#[cfg(test)]
mod test {
    use super::*;
    use crate::value::GenomicInterval;

    fn iv(start: i64, end: i64) -> Rc<GenomicInterval<&'static str>> {
        Rc::new(GenomicInterval::new("chr1", start, end, "D"))
    }

    fn new_tree() -> IntervalTree<GenomicInterval<&'static str>> {
        let range = ChrRange::new("chr1", 1, 2000).unwrap();
        IntervalTree::new(range, TreeConfig::builder().branching_factor(4).build())
    }

    #[test]
    fn insert_then_traverse_visits_each_entry_once() {
        let mut tree = new_tree();
        let data = vec![iv(10, 50), iv(20, 60), iv(100, 150)];
        let mut props = InsertProps {
            add_new: true,
            ..Default::default()
        };
        tree.insert(&ChrRange::new("chr1", 1, 2000).unwrap(), &data, &mut props).unwrap();

        let seen = Rc::new(std::cell::RefCell::new(Vec::new()));
        let seen_clone = seen.clone();
        let mut tprops = TraverseProps::<GenomicInterval<&'static str>>::default();
        tprops.data_callback = Some(Box::new(move |e| {
            seen_clone.borrow_mut().push((e.start, e.end));
            true
        }));
        tree.traverse(&ChrRange::new("chr1", 1, 2000).unwrap(), &mut tprops).unwrap();
        assert_eq!(seen.borrow().len(), 3);
    }

    #[test]
    fn insert_outside_covering_range_errors() {
        let mut tree = new_tree();
        let data = vec![iv(10, 50)];
        let mut props = InsertProps::default();
        let result = tree.insert(&ChrRange::new("chr2", 1, 100).unwrap(), &data, &mut props);
        assert!(result.is_err());
    }

    #[test]
    fn clear_resets_to_filler() {
        let mut tree = new_tree();
        let data = vec![iv(10, 50)];
        let mut props = InsertProps {
            add_new: true,
            ..Default::default()
        };
        tree.insert(&ChrRange::new("chr1", 1, 2000).unwrap(), &data, &mut props).unwrap();
        tree.clear();
        let uncached = tree.get_uncached_range(&ChrRange::new("chr1", 1, 2000).unwrap()).unwrap();
        assert_eq!(uncached.len(), 1);
    }

    #[test]
    fn get_uncached_range_reports_unfetched_span() {
        let tree = new_tree();
        let uncached = tree.get_uncached_range(&ChrRange::new("chr1", 1, 2000).unwrap()).unwrap();
        assert_eq!(uncached.len(), 1);
        assert_eq!((uncached[0].start, uncached[0].end), (1, 2000));
    }

    /// A window entirely inside one bin must hand every interval flowing
    /// through it to the callback exactly once, in sorted order — covering
    /// both the continued-list and the start-list halves of that bin.
    #[test]
    fn traverse_window_within_one_bin_yields_overlapping_entries_in_sorted_order() {
        let range = ChrRange::new("chr1", 1, 2000).unwrap();
        let mut tree = IntervalTree::new(range.clone(), TreeConfig::builder().branching_factor(50).build());

        let d = |start, end, strand: Option<crate::value::Strand>| {
            let mut g = GenomicInterval::new("chr1", start, end, ());
            if let Some(s) = strand {
                g = g.with_strand(s);
            }
            Rc::new(g)
        };
        use crate::value::Strand::{Forward, Reverse};
        let d1 = d(5, 150, Some(Reverse));
        let d4 = d(12, 1200, Some(Reverse));
        let d5 = d(12, 1201, Some(Forward));
        let d7 = d(123, 456, Some(Reverse));
        let d8 = d(123, 789, Some(Forward));
        let d0 = d(3, 8, None);
        let d2 = d(5, 100, Some(Forward));
        let d3 = d(9, 10, Some(Forward));
        let d6 = d(51, 100, None);
        let d9 = d(234, 789, None);

        let mut data = vec![d0, d1.clone(), d2, d3, d4.clone(), d5.clone(), d6, d7.clone(), d8.clone(), d9];
        data.sort_by(|a, b| GenomicInterval::<()>::compare(a, b));

        let mut props = InsertProps {
            add_new: true,
            ..Default::default()
        };
        tree.insert(&range, &data, &mut props).unwrap();

        let seen = Rc::new(std::cell::RefCell::new(Vec::new()));
        let seen_clone = seen.clone();
        let mut tprops = TraverseProps::default();
        tprops.data_callback = Some(Box::new(move |e: &Rc<GenomicInterval<()>>| {
            seen_clone.borrow_mut().push(e.clone());
            true
        }));
        tree.traverse(&ChrRange::new("chr1", 140, 200).unwrap(), &mut tprops).unwrap();

        let seen = seen.borrow();
        assert_eq!(*seen, vec![d1, d4, d5, d7, d8]);
    }

    /// A second `insert` of the same data over the same range must be a
    /// pure no-op: it fires no `data_callback` and leaves the
    /// already-loaded region alone (spec §8 invariant 2).
    #[test]
    fn second_insert_over_same_region_fires_no_callbacks() {
        let mut tree = new_tree();
        let range = ChrRange::new("chr1", 1, 2000).unwrap();
        let data = vec![iv(10, 50), iv(20, 60), iv(100, 150)];

        let mut first = InsertProps {
            add_new: true,
            ..Default::default()
        };
        tree.insert(&range, &data, &mut first).unwrap();

        let fired = Rc::new(std::cell::RefCell::new(0usize));
        let fired_clone = fired.clone();
        let mut second = InsertProps {
            add_new: true,
            data_callback: Some(Box::new(move |_| *fired_clone.borrow_mut() += 1)),
            ..Default::default()
        };
        tree.insert(&range, &data, &mut second).unwrap();
        assert_eq!(*fired.borrow(), 0);

        // The region is still fully loaded and still holds exactly the
        // entries from the first insert.
        assert!(!tree.has_uncached_range(&range).unwrap());
        let seen = Rc::new(std::cell::RefCell::new(Vec::new()));
        let seen_clone = seen.clone();
        let mut tprops = TraverseProps::default();
        tprops.data_callback = Some(Box::new(move |e: &Rc<GenomicInterval<&'static str>>| {
            seen_clone.borrow_mut().push((e.start, e.end));
            true
        }));
        tree.traverse(&range, &mut tprops).unwrap();
        assert_eq!(seen.borrow().len(), 3);
    }

    /// A multi-entry remove pass across a tree grown tall enough to split
    /// must leave every remaining entry intact and still reachable — the
    /// post-remove `restructure`/`shrink_root` pass (spec §4.3 "Remove")
    /// must rebalance without ever losing or duplicating data.
    #[test]
    fn remove_then_traverse_finds_only_the_surviving_entries() {
        let range = ChrRange::new("chr1", 1, 2000).unwrap();
        let mut tree = IntervalTree::new(range.clone(), TreeConfig::builder().branching_factor(4).build());

        let data: Vec<_> = (0..12).map(|i| iv(1 + i * 150, 1 + i * 150 + 50)).collect();
        let mut props = InsertProps {
            add_new: true,
            ..Default::default()
        };
        tree.insert(&range, &data, &mut props).unwrap();

        // Remove every other entry, converting the vacated slots to `Empty`
        // rather than the default `Unloaded` so the traversal below doesn't
        // need `allow_null` to step over them.
        let mut removed = Vec::new();
        for entry in data.iter().step_by(2) {
            let mut rprops = RemoveProps {
                convert_to: Some(Filler::Empty),
                ..Default::default()
            };
            tree.remove(entry, &mut rprops).unwrap();
            removed.push((entry.start, entry.end));
        }

        let seen = Rc::new(std::cell::RefCell::new(Vec::new()));
        let seen_clone = seen.clone();
        let mut tprops = TraverseProps::default();
        tprops.data_callback = Some(Box::new(move |e: &Rc<GenomicInterval<&'static str>>| {
            seen_clone.borrow_mut().push((e.start, e.end));
            true
        }));
        tree.traverse(&range, &mut tprops).unwrap();

        let expected: Vec<_> = data
            .iter()
            .map(|e| (e.start, e.end))
            .filter(|e| !removed.contains(e))
            .collect();
        assert_eq!(*seen.borrow(), expected);
    }
}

* Problem description: I'd like every line with the string "build" copied from the listing.

* Result of the task:
        IntervalTree::new(range, TreeConfig::builder().branching_factor(4).build())
        let mut tree = IntervalTree::new(range.clone(), TreeConfig::builder().branching_factor(50).build());
        let mut tree = IntervalTree::new(range.clone(), TreeConfig::builder().branching_factor(4).build());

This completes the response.